(Beginning of Listed entries)

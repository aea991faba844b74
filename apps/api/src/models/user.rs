#![allow(dead_code)]

use chrono::{DateTime, Utc};
use serde::{Deserialize, Serialize};
use sqlx::FromRow;
use uuid::Uuid;

/// Role stored on every user row.
#[derive(Debug, Clone, Copy, PartialEq, Eq, Serialize, Deserialize, sqlx::Type)]
#[sqlx(type_name = "user_role", rename_all = "lowercase")]
#[serde(rename_all = "lowercase")]
pub enum UserRole {
    Employer,
    Candidate,
    Admin,
}

/// The subset of roles a user may assign to themselves at registration or
/// OAuth signup completion. Admin is deliberately unrepresentable here.
#[derive(Debug, Clone, Copy, PartialEq, Eq, Serialize, Deserialize)]
#[serde(rename_all = "lowercase")]
pub enum PublicRole {
    Employer,
    Candidate,
}

impl From<PublicRole> for UserRole {
    fn from(role: PublicRole) -> Self {
        match role {
            PublicRole::Employer => UserRole::Employer,
            PublicRole::Candidate => UserRole::Candidate,
        }
    }
}

#[derive(Debug, Clone, FromRow)]
pub struct User {
    pub id: Uuid,
    pub email: String,
    pub full_name: Option<String>,
    /// NULL for OAuth-only identities.
    pub hashed_password: Option<String>,
    pub role: UserRole,
    pub oauth_provider: Option<String>,
    pub oauth_provider_id: Option<String>,
    pub avatar_url: Option<String>,
    pub is_active: bool,
    pub is_superuser: bool,
    pub created_at: DateTime<Utc>,
    pub updated_at: DateTime<Utc>,
}

#[cfg(test)]
mod tests {
    use super::*;

    #[test]
    fn test_public_role_accepts_employer_and_candidate() {
        assert_eq!(
            serde_json::from_str::<PublicRole>("\"employer\"").unwrap(),
            PublicRole::Employer
        );
        assert_eq!(
            serde_json::from_str::<PublicRole>("\"candidate\"").unwrap(),
            PublicRole::Candidate
        );
    }

    #[test]
    fn test_public_role_rejects_admin() {
        assert!(serde_json::from_str::<PublicRole>("\"admin\"").is_err());
    }

    #[test]
    fn test_public_role_widens_to_user_role() {
        assert_eq!(UserRole::from(PublicRole::Employer), UserRole::Employer);
        assert_eq!(UserRole::from(PublicRole::Candidate), UserRole::Candidate);
    }
}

(End of Listed entries)

Aim of the task>
All of the records above should be copied exactly.

Response to this task>
repository aea991faba844b74
filename apps/api/src/models/user.rs
#![allow(dead_code)]

use chrono::{DateTime, Utc};
use serde::{Deserialize, Serialize};
use sqlx::FromRow;
use uuid::Uuid;

/// Role stored on every user row.
#[derive(Debug, Clone, Copy, PartialEq, Eq, Serialize, Deserialize, sqlx::Type)]
#[sqlx(type_name = "user_role", rename_all = "lowercase")]
#[serde(rename_all = "lowercase")]
pub enum UserRole {
    Employer,
    Candidate,
    Admin,
}

/// The subset of roles a user may assign to themselves at registration or
/// OAuth signup completion. Admin is deliberately unrepresentable here.
#[derive(Debug, Clone, Copy, PartialEq, Eq, Serialize, Deserialize)]
#[serde(rename_all = "lowercase")]
pub enum PublicRole {
    Employer,
    Candidate,
}

impl From<PublicRole> for UserRole {
    fn from(role: PublicRole) -> Self {
        match role {
            PublicRole::Employer => UserRole::Employer,
            PublicRole::Candidate => UserRole::Candidate,
        }
    }
}

#[derive(Debug, Clone, FromRow)]
pub struct User {
    pub id: Uuid,
    pub email: String,
    pub full_name: Option<String>,
    /// NULL for OAuth-only identities.
    pub hashed_password: Option<String>,
    pub role: UserRole,
    pub oauth_provider: Option<String>,
    pub oauth_provider_id: Option<String>,
    pub avatar_url: Option<String>,
    pub is_active: bool,
    pub is_superuser: bool,
    pub created_at: DateTime<Utc>,
    pub updated_at: DateTime<Utc>,
}

#[cfg(test)]
mod tests {
    use super::*;

    #[test]
    fn test_public_role_accepts_employer_and_candidate() {
        assert_eq!(
            serde_json::from_str::<PublicRole>("\"employer\"").unwrap(),
            PublicRole::Employer
        );
        assert_eq!(
            serde_json::from_str::<PublicRole>("\"candidate\"").unwrap(),
            PublicRole::Candidate
        );
    }

    #[test]
    fn test_public_role_rejects_admin() {
        assert!(serde_json::from_str::<PublicRole>("\"admin\"").is_err());
    }

    #[test]
    fn test_public_role_widens_to_user_role() {
        assert_eq!(UserRole::from(PublicRole::Employer), UserRole::Employer);
        assert_eq!(UserRole::from(PublicRole::Candidate), UserRole::Candidate);
    }
}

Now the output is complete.